After counting the lines below that hold the word "rest", reply with the count and nothing else.
*** SOURCE INFORMATION ***
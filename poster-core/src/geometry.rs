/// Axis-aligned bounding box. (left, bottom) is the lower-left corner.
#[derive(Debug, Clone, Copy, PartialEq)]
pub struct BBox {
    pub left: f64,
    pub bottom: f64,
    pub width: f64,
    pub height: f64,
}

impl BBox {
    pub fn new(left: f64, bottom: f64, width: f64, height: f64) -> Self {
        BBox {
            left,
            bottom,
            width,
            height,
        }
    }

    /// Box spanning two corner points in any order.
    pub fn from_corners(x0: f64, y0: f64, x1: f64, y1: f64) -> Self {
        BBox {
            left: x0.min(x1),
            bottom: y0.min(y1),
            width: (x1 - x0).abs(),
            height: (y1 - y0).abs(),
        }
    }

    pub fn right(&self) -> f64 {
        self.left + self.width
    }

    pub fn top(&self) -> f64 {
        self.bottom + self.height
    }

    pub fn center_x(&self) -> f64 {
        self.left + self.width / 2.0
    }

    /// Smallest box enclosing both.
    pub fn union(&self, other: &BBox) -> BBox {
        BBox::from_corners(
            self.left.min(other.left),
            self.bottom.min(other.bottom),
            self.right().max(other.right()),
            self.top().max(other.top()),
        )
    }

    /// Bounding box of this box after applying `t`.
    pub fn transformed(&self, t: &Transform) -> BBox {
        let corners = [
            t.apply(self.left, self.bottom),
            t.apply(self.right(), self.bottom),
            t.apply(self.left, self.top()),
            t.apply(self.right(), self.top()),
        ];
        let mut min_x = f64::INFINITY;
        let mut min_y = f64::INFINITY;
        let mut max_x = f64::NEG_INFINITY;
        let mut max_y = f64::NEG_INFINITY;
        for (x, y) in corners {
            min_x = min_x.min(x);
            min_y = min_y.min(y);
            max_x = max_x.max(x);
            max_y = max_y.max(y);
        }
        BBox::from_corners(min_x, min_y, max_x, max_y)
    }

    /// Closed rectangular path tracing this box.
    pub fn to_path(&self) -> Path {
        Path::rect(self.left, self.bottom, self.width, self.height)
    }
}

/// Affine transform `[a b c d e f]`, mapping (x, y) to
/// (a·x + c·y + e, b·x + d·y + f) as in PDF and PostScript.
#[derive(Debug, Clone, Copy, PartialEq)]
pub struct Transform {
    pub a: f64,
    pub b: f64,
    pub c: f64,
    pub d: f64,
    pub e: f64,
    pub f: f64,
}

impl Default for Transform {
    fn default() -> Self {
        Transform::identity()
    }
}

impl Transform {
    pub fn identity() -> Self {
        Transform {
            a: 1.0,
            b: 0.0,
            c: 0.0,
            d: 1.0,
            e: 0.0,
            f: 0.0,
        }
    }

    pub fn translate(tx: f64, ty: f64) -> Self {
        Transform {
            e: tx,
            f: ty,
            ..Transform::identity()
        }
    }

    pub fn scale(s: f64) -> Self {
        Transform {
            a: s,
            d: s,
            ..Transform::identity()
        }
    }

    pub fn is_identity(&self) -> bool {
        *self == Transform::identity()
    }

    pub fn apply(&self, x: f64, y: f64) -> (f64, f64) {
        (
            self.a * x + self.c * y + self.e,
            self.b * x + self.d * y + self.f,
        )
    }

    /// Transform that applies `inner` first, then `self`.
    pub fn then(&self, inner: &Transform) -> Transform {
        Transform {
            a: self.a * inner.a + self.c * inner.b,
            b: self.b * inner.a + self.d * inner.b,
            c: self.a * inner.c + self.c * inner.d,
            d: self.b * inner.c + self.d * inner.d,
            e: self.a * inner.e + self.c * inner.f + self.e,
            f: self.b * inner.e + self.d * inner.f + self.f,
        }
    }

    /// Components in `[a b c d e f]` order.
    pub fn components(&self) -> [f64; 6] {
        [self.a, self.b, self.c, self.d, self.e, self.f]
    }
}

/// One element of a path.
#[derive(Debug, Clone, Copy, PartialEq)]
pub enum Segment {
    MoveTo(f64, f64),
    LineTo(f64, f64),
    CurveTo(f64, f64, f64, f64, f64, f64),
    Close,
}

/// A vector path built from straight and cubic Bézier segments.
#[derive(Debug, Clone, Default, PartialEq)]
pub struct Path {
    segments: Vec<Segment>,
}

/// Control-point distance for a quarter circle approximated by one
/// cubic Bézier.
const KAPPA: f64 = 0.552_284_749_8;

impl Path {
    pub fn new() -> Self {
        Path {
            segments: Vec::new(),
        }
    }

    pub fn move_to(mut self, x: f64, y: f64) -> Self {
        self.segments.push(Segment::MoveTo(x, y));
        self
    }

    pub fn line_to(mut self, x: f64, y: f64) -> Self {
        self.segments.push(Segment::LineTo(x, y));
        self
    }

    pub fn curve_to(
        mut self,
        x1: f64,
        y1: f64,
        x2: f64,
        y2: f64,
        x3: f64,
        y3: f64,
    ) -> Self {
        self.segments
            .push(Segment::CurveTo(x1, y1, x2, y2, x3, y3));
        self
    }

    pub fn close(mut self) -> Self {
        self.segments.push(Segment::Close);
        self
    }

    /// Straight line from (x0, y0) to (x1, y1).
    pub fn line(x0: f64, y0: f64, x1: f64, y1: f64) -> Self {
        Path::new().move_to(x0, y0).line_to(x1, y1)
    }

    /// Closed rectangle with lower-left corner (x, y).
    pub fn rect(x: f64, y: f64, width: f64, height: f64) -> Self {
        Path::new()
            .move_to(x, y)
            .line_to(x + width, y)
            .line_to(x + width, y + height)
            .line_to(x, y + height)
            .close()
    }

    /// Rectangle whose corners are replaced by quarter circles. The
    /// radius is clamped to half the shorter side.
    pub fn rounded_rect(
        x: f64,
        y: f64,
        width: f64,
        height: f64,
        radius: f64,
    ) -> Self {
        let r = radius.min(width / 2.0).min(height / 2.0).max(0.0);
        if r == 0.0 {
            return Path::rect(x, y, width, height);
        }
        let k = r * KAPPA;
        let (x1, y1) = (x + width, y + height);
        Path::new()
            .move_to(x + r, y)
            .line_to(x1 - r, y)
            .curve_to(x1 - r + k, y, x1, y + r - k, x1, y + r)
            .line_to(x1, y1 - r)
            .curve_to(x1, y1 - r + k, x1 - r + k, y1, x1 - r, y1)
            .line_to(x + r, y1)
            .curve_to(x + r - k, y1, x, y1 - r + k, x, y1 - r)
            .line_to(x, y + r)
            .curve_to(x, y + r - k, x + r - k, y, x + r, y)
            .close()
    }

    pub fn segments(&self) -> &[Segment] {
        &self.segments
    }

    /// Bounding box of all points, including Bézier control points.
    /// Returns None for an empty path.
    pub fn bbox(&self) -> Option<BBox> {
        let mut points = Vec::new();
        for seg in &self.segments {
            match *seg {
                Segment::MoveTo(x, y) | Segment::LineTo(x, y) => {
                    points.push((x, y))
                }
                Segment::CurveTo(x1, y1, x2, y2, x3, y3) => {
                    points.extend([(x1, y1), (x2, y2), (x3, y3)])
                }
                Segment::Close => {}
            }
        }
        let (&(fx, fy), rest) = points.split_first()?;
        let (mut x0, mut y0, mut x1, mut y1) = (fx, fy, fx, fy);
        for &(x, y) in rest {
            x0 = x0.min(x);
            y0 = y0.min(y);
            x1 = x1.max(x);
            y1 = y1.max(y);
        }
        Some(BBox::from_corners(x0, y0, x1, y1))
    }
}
***
*** SOURCE INFORMATION ***
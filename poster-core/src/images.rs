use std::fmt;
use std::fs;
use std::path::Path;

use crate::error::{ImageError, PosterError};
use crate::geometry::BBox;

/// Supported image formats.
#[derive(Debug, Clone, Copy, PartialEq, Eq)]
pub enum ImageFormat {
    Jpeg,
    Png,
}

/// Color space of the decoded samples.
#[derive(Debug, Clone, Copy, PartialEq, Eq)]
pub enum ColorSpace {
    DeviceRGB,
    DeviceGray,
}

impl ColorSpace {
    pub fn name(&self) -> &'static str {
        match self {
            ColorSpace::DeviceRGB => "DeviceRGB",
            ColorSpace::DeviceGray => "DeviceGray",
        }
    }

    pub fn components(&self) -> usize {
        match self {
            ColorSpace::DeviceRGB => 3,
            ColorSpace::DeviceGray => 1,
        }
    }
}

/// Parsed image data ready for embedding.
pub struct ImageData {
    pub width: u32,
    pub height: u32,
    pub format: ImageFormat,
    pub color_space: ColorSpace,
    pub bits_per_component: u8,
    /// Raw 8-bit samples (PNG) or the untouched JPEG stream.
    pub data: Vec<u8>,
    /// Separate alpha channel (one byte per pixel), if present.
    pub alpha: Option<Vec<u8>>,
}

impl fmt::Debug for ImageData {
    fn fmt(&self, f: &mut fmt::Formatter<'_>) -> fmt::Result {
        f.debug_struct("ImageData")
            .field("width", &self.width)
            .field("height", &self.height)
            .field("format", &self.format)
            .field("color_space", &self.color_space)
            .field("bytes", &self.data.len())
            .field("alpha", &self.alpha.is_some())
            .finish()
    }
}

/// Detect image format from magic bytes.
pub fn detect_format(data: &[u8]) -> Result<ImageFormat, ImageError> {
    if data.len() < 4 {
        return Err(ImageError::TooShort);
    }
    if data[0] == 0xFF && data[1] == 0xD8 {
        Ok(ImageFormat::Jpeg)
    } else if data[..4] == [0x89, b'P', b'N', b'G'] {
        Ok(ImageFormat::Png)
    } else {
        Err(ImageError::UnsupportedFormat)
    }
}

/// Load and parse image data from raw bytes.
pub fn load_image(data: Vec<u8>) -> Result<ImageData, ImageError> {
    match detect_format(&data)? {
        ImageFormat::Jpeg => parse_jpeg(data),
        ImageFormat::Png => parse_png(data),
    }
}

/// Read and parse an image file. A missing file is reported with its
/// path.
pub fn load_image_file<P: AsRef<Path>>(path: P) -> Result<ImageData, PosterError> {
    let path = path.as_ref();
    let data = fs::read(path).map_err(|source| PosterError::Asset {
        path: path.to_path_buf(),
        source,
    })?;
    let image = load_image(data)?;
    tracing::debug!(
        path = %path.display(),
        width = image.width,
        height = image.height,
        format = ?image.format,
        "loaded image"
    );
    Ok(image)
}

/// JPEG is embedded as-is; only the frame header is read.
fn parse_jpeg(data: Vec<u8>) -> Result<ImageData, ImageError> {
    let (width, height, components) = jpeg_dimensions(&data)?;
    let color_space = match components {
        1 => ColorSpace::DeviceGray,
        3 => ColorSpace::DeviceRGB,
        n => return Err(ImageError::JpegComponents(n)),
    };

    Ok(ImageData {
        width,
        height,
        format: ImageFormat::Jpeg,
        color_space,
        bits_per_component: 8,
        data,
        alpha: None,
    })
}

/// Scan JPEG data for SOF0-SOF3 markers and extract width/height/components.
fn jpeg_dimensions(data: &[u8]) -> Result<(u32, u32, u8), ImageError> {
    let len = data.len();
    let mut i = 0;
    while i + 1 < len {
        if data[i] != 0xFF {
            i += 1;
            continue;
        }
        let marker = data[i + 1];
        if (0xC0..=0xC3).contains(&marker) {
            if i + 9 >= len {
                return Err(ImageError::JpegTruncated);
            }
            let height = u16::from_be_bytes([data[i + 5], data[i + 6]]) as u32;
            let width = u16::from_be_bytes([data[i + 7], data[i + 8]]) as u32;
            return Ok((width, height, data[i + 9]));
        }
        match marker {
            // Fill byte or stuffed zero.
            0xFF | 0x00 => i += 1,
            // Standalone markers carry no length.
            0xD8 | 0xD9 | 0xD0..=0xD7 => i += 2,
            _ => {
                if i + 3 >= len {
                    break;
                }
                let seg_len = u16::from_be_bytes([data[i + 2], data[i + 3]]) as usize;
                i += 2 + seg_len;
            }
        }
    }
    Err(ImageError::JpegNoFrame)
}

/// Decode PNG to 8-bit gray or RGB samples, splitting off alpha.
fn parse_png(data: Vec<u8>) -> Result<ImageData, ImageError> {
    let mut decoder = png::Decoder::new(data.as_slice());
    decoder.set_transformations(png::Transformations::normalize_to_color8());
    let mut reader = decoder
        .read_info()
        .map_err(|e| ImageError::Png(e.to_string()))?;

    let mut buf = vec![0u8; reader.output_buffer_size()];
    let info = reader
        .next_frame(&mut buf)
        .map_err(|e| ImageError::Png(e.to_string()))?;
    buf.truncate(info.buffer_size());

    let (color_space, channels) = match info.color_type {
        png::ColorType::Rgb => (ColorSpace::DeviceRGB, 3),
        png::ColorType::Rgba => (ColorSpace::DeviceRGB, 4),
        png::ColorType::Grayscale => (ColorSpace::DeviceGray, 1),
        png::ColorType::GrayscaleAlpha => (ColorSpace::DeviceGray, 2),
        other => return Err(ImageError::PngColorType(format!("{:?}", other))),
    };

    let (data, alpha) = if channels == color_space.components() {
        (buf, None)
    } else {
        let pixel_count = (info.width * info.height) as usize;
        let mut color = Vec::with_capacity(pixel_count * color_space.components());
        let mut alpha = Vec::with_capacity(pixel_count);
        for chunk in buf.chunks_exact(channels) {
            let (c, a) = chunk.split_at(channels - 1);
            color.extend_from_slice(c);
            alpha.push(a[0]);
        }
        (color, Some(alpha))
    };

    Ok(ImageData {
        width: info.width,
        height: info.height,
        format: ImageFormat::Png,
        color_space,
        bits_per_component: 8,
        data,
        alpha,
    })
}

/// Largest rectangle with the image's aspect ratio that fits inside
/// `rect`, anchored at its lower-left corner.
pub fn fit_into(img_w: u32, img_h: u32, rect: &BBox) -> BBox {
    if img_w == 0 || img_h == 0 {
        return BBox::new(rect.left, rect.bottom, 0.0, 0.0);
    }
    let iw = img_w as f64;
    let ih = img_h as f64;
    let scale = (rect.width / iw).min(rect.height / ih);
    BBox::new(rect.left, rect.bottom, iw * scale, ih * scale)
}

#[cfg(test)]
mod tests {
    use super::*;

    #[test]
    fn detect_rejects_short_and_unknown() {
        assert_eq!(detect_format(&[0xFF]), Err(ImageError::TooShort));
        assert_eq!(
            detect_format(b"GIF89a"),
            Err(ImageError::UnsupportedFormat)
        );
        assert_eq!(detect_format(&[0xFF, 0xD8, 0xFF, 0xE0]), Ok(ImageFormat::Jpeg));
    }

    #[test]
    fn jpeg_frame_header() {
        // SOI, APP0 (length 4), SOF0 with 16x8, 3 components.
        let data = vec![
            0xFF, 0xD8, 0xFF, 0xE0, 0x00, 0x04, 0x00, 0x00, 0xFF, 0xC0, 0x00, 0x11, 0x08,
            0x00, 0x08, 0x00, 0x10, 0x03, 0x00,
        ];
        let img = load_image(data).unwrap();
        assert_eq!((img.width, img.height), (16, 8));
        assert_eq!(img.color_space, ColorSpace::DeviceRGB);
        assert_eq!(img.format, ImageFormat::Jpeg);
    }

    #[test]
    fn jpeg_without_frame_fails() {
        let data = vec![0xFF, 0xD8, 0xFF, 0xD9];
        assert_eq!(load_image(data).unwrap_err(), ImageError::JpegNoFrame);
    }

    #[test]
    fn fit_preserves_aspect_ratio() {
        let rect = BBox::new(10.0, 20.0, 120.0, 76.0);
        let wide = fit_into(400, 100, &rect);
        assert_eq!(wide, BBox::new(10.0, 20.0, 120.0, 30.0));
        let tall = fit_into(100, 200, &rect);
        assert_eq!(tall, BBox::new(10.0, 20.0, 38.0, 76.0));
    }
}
***
*** SOURCE INFORMATION ***
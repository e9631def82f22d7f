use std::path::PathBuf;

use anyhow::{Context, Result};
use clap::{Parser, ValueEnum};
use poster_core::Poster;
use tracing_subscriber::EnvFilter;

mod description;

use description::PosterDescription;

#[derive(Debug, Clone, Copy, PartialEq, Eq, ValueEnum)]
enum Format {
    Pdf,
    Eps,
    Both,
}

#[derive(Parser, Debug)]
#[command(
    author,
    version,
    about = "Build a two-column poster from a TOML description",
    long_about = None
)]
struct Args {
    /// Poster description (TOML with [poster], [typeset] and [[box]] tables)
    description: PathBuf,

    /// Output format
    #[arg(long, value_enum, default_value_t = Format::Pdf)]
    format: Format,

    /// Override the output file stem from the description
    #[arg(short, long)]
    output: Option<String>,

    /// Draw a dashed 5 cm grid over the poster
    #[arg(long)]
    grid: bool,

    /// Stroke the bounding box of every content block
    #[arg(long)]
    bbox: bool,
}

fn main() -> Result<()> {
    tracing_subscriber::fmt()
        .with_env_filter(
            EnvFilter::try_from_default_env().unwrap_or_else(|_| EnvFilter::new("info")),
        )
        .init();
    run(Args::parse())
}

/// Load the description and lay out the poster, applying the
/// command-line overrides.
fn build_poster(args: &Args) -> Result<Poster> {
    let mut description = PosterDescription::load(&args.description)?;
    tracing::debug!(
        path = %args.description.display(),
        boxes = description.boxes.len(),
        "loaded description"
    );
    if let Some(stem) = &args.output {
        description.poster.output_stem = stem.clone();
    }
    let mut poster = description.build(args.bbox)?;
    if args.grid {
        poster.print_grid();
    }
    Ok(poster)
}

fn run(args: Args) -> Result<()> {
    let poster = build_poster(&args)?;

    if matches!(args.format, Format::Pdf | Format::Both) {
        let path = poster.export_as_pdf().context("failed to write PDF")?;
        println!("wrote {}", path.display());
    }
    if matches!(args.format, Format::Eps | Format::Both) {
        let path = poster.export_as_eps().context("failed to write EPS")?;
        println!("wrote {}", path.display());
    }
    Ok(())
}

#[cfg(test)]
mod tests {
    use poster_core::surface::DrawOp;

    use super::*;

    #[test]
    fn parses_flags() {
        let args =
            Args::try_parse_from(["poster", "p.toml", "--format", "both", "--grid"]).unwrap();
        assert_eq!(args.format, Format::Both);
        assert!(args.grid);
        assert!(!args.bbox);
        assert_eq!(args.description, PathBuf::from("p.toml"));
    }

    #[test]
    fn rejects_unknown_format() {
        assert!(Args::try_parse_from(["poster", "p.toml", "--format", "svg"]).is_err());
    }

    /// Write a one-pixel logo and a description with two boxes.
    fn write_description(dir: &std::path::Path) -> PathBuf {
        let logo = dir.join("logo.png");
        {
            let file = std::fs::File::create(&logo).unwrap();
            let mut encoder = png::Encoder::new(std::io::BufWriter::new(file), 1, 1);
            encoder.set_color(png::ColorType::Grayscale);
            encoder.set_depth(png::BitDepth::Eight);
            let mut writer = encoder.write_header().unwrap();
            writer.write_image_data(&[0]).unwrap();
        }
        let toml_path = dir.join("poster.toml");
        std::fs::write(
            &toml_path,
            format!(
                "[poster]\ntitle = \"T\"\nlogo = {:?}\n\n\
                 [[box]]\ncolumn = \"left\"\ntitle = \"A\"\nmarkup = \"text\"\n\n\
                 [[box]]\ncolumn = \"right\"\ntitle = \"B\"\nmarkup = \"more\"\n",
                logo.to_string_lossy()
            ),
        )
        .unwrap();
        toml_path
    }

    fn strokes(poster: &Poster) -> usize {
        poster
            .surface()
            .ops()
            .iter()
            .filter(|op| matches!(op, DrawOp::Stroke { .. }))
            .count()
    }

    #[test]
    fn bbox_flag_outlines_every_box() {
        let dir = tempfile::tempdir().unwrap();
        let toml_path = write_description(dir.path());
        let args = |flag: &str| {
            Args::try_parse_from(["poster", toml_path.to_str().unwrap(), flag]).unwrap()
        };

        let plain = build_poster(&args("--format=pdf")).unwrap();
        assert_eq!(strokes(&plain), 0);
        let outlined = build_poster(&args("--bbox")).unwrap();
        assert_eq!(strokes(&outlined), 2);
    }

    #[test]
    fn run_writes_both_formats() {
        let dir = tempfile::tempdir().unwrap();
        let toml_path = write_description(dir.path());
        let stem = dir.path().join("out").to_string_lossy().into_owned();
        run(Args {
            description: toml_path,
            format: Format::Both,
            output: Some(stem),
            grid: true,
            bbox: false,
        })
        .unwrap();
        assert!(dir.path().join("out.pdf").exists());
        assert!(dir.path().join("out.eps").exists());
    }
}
***
| WORKED SOLUTION |
2